• Task brief
Read the records below. Copy each line where the string "core" occurs.

• Exercise data

//! Worker side of the dispatch protocol.
//!
//! A worker performs exactly one receive round and one send round: offset
//! then input slice from the coordinator, offset then output slice back to
//! it, with the same channel discipline the coordinator uses.

use crate::comm::{Channel, Communicator};
use crate::core::constants::COORDINATOR_RANK;
use crate::core::error::{BatchError, Result};
use crate::core::types::DataIndex;
use crate::kernel::{ChunkResult, Kernel};
use crate::partition::{Chunk, Partition};
use serde::de::DeserializeOwned;
use serde::Serialize;

/// Block until this rank's chunk arrives and check it against the partition.
pub fn receive_chunk<C, I>(comm: &C, partition: &Partition) -> Result<(Chunk, Vec<I>)>
where
    C: Communicator,
    I: DeserializeOwned,
{
    let rank = comm.rank();
    let chunk = partition.chunk(rank)?;

    let offset: DataIndex = comm.recv(COORDINATOR_RANK, Channel::Control)?;
    if offset != chunk.offset() {
        return Err(BatchError::OffsetMismatch {
            rank,
            expected: chunk.offset(),
            actual: offset,
        });
    }

    let inputs: Vec<I> = comm.recv(COORDINATOR_RANK, Channel::Bulk)?;
    if inputs.len() != chunk.len() {
        return Err(BatchError::LengthMismatch {
            rank,
            expected: chunk.len(),
            actual: inputs.len(),
        });
    }

    log::debug!("rank {} received {} elements at offset {}", rank, inputs.len(), offset);
    Ok((chunk, inputs))
}

/// Send this rank's offset and outputs back to the coordinator.
pub fn return_chunk<C, O>(comm: &C, chunk: Chunk, outputs: &[O]) -> Result<()>
where
    C: Communicator,
    O: Serialize,
{
    comm.send(COORDINATOR_RANK, Channel::Control, &chunk.offset())?;
    comm.send(COORDINATOR_RANK, Channel::Bulk, outputs)?;
    log::debug!(
        "rank {} returned {} records at offset {}",
        comm.rank(),
        outputs.len(),
        chunk.offset()
    );
    Ok(())
}

/// Receive, compute and send one chunk.
///
/// The local aggregates are returned for the reduction that follows; they
/// do not travel with the outputs.
pub fn run_worker<C, K>(comm: &C, partition: &Partition, kernel: &K) -> Result<(Chunk, ChunkResult<K::Output>)>
where
    C: Communicator,
    K: Kernel,
{
    let (chunk, inputs) = receive_chunk::<C, K::Input>(comm, partition)?;
    let result = kernel.compute(chunk, &inputs);
    return_chunk(comm, chunk, &result.outputs)?;
    Ok((chunk, result))
}

#[cfg(test)]
mod tests {
    use super::*;
    use crate::comm::LocalWorld;
    use crate::kernel::NumericKernel;

    #[test]
    fn test_worker_round_trip() {
        let partition = Partition::new(6, 2).unwrap();
        let kernel = NumericKernel::default();
        let results = LocalWorld::launch(2, |comm| {
            if comm.rank() == 0 {
                comm.send(1, Channel::Control, &3usize)?;
                comm.send(1, Channel::Bulk, &vec![2u32, 4, 4])?;
                let offset: usize = comm.recv(1, Channel::Control)?;
                let outputs: Vec<crate::kernel::Classification> = comm.recv(1, Channel::Bulk)?;
                Ok((offset, outputs.iter().map(|c| c.frequency).collect::<Vec<_>>(), Vec::new()))
            } else {
                let (chunk, result) = run_worker(&comm, &partition, &kernel)?;
                Ok((chunk.offset(), Vec::new(), result.aggregates))
            }
        })
        .unwrap();

        assert_eq!(results[0], (3, vec![1, 2, 0], Vec::new()));
        // three evens, one prime
        assert_eq!(results[1].2, vec![3, 1]);
    }

    #[test]
    fn test_worker_rejects_foreign_offset() {
        let partition = Partition::new(4, 2).unwrap();
        let err = LocalWorld::launch(2, |comm| {
            if comm.rank() == 0 {
                comm.send(1, Channel::Control, &0usize)?;
                comm.send(1, Channel::Bulk, &vec![1u32, 2])?;
                Ok(())
            } else {
                receive_chunk::<_, u32>(&comm, &partition).map(|_| ())
            }
        })
        .unwrap_err();
        assert!(matches!(err, BatchError::OffsetMismatch { rank: 1, .. }));
    }

    #[test]
    fn test_worker_rejects_wrong_slice_length() {
        let partition = Partition::new(4, 2).unwrap();
        let err = LocalWorld::launch(2, |comm| {
            if comm.rank() == 0 {
                comm.send(1, Channel::Control, &2usize)?;
                comm.send(1, Channel::Bulk, &vec![1u32, 2, 3])?;
                Ok(())
            } else {
                receive_chunk::<_, u32>(&comm, &partition).map(|_| ())
            }
        })
        .unwrap_err();
        assert!(matches!(
            err,
            BatchError::LengthMismatch {
                rank: 1,
                expected: 2,
                actual: 3
            }
        ));
    }
}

• Output for this exercise
use crate::core::constants::COORDINATOR_RANK;
use crate::core::error::{BatchError, Result};
use crate::core::types::DataIndex;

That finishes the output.